What you have to do
Those lines of the following listing which contain the string "decoded" should be returned.

Data supplied

__________

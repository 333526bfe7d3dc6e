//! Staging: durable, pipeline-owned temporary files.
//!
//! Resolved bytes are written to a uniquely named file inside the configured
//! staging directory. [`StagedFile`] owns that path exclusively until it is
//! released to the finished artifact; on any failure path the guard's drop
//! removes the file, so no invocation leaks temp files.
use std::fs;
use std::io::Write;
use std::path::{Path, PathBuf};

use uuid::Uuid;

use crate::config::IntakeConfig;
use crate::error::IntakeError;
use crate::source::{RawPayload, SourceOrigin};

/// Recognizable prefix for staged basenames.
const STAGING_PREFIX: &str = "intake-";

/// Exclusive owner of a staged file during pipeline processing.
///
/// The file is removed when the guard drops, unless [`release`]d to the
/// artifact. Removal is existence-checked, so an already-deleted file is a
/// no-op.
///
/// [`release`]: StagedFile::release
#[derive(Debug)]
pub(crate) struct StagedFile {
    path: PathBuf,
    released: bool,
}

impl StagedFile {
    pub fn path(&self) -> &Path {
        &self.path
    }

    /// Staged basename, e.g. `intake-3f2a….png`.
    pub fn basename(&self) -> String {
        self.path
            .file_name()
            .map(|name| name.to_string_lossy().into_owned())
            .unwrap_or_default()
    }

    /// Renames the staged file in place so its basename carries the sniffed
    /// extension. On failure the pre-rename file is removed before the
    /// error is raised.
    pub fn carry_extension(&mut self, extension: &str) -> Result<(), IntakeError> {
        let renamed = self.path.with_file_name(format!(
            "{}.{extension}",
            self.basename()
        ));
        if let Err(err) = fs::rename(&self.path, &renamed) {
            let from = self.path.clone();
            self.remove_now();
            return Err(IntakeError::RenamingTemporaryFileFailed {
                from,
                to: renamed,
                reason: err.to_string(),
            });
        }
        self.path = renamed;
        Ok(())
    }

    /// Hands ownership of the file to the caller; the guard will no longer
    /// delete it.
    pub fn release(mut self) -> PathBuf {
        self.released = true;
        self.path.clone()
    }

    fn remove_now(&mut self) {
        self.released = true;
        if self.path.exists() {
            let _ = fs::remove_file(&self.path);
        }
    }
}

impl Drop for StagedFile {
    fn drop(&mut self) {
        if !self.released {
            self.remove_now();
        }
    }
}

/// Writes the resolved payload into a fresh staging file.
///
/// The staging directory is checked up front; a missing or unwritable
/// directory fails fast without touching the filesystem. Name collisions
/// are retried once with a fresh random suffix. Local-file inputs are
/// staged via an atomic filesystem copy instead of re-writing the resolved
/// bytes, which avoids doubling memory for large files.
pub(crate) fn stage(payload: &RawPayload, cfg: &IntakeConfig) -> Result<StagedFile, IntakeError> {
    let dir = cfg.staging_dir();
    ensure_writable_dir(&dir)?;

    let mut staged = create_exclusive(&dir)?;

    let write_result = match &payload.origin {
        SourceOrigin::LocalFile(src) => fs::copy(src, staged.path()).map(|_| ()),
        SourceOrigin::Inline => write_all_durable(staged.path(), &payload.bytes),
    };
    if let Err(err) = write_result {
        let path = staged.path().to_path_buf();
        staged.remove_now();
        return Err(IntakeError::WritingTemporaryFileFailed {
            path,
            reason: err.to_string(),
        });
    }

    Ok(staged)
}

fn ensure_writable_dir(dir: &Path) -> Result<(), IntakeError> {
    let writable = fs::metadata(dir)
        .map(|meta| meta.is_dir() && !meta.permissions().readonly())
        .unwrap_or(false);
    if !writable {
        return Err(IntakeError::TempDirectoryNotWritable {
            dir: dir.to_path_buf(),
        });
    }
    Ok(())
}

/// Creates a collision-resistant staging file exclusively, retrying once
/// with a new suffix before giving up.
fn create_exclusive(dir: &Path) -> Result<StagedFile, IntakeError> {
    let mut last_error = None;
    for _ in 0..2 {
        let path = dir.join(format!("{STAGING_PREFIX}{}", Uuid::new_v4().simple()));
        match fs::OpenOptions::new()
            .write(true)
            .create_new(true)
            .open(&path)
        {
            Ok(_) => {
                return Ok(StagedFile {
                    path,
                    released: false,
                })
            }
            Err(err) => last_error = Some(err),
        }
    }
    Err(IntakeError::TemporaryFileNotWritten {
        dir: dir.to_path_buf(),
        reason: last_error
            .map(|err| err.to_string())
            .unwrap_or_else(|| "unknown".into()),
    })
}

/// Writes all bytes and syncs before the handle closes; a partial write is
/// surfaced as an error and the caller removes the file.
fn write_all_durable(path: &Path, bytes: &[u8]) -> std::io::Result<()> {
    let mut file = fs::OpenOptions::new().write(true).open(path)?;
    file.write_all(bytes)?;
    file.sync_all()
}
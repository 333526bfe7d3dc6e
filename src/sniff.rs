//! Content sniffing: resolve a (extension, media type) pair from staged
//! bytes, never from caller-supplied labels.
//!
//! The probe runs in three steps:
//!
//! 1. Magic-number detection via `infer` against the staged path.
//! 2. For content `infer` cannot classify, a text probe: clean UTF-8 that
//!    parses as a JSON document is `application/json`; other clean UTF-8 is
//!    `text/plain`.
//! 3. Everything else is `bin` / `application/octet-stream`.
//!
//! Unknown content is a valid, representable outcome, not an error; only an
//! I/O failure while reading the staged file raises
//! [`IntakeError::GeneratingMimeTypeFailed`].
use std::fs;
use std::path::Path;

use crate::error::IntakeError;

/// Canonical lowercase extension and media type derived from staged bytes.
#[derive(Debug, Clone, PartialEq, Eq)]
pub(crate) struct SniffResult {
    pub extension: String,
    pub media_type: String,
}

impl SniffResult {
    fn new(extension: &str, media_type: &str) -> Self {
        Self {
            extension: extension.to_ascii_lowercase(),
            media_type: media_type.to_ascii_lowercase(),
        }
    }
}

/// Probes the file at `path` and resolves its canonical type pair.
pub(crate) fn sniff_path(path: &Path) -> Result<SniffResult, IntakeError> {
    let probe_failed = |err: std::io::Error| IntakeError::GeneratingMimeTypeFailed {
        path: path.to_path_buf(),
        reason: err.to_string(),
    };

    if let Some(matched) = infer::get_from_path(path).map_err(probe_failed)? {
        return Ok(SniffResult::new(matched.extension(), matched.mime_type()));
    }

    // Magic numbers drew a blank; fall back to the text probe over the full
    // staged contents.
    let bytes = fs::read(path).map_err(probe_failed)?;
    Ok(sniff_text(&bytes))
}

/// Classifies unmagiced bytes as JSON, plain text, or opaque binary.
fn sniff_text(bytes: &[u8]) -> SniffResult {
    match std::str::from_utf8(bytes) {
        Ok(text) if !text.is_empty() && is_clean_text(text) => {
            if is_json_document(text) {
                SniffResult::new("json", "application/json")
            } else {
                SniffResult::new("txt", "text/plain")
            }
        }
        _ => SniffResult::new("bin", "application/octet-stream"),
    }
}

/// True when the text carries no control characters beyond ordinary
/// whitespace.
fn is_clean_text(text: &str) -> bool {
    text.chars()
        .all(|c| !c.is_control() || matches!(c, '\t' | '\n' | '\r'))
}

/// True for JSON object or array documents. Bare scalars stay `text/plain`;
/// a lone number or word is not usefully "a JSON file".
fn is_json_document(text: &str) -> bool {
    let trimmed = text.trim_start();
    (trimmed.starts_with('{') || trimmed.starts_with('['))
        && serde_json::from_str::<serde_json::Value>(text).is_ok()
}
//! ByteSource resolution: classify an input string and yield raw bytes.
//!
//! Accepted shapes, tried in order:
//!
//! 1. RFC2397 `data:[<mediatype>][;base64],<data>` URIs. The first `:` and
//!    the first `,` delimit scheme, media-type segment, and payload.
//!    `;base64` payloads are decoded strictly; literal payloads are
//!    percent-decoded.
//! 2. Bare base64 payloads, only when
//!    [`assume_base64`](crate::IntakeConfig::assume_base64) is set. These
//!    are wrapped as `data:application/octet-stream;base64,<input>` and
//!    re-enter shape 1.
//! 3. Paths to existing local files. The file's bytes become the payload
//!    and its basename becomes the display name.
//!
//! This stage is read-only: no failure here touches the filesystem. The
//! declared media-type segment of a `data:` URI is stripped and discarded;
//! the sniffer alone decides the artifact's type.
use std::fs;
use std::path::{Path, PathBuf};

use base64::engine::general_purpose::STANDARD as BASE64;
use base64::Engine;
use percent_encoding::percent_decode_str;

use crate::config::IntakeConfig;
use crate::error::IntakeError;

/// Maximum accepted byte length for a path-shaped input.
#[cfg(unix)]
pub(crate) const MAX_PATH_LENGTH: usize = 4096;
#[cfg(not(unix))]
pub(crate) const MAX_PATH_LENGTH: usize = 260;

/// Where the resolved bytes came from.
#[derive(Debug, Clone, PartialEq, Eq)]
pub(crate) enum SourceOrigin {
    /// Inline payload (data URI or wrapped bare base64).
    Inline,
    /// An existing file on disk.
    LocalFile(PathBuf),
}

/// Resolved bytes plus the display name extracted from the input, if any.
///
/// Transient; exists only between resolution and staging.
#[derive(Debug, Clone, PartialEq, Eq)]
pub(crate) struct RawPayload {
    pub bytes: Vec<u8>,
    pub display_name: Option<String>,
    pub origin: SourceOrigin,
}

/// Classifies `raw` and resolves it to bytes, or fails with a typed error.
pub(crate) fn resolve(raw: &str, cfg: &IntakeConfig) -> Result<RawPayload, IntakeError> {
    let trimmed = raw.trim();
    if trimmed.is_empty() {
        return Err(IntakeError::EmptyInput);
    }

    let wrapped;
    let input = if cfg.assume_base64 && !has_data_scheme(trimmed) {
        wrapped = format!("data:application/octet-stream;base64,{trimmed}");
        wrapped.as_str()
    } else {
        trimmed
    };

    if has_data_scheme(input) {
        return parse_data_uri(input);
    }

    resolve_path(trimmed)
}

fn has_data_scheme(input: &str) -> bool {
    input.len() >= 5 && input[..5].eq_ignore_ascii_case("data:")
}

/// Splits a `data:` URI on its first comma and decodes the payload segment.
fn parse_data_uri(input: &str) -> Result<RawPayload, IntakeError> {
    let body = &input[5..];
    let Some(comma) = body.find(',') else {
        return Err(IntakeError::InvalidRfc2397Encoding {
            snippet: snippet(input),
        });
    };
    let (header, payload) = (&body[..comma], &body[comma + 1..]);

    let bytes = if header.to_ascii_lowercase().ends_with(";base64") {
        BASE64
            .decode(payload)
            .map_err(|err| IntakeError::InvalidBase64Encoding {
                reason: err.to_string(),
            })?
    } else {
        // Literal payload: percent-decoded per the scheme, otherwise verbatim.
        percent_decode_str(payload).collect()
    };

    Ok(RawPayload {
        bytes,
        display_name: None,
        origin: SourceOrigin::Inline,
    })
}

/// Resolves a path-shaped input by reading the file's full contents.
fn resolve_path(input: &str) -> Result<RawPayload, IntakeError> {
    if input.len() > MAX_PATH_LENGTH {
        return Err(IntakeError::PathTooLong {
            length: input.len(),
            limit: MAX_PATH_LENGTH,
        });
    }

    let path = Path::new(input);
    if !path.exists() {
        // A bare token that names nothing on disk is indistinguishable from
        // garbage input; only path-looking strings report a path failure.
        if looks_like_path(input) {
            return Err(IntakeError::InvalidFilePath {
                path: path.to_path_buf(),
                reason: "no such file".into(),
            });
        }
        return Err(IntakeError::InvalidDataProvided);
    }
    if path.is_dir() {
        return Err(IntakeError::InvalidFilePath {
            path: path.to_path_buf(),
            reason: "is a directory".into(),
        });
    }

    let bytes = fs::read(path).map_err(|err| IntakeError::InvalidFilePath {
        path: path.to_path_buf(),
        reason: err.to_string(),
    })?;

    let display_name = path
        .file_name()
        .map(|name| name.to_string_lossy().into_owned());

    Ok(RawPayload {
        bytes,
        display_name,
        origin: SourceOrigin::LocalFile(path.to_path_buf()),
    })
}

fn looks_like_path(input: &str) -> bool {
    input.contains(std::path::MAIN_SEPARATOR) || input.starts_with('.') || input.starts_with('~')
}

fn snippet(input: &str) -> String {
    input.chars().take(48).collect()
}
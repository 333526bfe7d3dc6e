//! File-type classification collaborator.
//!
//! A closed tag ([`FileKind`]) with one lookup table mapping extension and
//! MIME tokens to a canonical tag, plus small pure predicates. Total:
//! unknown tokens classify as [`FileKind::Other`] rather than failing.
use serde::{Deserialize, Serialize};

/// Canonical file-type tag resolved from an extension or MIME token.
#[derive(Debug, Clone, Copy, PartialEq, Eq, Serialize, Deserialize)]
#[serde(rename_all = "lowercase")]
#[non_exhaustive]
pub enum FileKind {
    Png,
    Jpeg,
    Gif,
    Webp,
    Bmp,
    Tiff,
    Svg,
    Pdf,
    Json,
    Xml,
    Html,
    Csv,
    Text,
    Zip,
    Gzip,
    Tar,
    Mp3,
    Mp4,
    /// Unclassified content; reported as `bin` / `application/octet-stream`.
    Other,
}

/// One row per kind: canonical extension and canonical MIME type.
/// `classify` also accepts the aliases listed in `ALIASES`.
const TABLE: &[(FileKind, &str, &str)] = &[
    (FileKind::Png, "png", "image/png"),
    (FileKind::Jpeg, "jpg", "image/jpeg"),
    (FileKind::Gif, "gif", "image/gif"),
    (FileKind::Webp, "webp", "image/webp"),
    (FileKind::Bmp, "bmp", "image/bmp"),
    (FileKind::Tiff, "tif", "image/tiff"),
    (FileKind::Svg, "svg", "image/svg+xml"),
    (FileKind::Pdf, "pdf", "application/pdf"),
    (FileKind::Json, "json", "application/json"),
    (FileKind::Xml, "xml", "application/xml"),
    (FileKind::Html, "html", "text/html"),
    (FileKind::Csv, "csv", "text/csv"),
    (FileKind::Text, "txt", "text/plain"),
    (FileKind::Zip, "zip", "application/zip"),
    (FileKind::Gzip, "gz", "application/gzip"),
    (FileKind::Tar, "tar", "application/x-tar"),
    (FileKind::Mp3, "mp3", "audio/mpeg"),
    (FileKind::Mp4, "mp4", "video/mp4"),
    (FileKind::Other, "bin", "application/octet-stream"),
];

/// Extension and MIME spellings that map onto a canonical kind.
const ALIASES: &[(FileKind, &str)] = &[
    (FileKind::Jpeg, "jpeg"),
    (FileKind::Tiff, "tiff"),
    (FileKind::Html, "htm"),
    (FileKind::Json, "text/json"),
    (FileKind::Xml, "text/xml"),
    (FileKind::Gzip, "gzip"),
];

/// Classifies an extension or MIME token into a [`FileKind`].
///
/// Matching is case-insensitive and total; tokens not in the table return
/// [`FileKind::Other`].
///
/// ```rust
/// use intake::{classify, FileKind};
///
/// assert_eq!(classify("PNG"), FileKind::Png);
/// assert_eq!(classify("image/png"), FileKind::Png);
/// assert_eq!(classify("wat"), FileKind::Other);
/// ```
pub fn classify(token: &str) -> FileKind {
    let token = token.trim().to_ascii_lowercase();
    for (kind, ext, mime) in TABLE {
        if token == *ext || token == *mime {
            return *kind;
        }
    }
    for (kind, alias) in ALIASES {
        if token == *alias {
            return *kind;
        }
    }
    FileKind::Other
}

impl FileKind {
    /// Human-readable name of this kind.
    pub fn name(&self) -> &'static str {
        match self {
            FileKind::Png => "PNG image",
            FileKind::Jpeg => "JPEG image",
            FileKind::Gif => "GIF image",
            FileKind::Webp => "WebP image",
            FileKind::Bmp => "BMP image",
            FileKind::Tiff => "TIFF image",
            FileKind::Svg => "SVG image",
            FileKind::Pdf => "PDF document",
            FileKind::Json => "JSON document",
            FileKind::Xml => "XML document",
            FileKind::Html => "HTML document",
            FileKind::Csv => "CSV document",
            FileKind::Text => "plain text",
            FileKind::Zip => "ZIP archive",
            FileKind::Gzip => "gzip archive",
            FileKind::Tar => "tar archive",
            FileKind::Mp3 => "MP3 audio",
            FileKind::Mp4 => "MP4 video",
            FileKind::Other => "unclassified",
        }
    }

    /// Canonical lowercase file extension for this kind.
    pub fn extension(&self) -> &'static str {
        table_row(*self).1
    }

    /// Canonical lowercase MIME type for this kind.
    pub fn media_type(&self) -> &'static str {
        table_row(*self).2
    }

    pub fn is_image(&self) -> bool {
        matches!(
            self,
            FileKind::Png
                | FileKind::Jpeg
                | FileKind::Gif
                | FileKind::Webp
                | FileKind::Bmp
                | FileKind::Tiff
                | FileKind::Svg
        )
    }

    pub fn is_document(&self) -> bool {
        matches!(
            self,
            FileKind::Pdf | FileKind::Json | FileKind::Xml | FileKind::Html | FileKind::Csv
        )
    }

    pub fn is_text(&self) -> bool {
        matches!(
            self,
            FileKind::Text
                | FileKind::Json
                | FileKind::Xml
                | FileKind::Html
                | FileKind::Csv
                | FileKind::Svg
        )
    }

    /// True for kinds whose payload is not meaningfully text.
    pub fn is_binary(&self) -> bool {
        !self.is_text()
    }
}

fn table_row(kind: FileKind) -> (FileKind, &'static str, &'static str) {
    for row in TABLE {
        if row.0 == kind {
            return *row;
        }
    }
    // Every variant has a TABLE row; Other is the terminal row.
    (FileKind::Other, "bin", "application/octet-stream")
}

__________

Task output
//!    `;base64` payloads are decoded strictly; literal payloads are
//!    percent-decoded.
        // Literal payload: percent-decoded per the scheme, otherwise verbatim.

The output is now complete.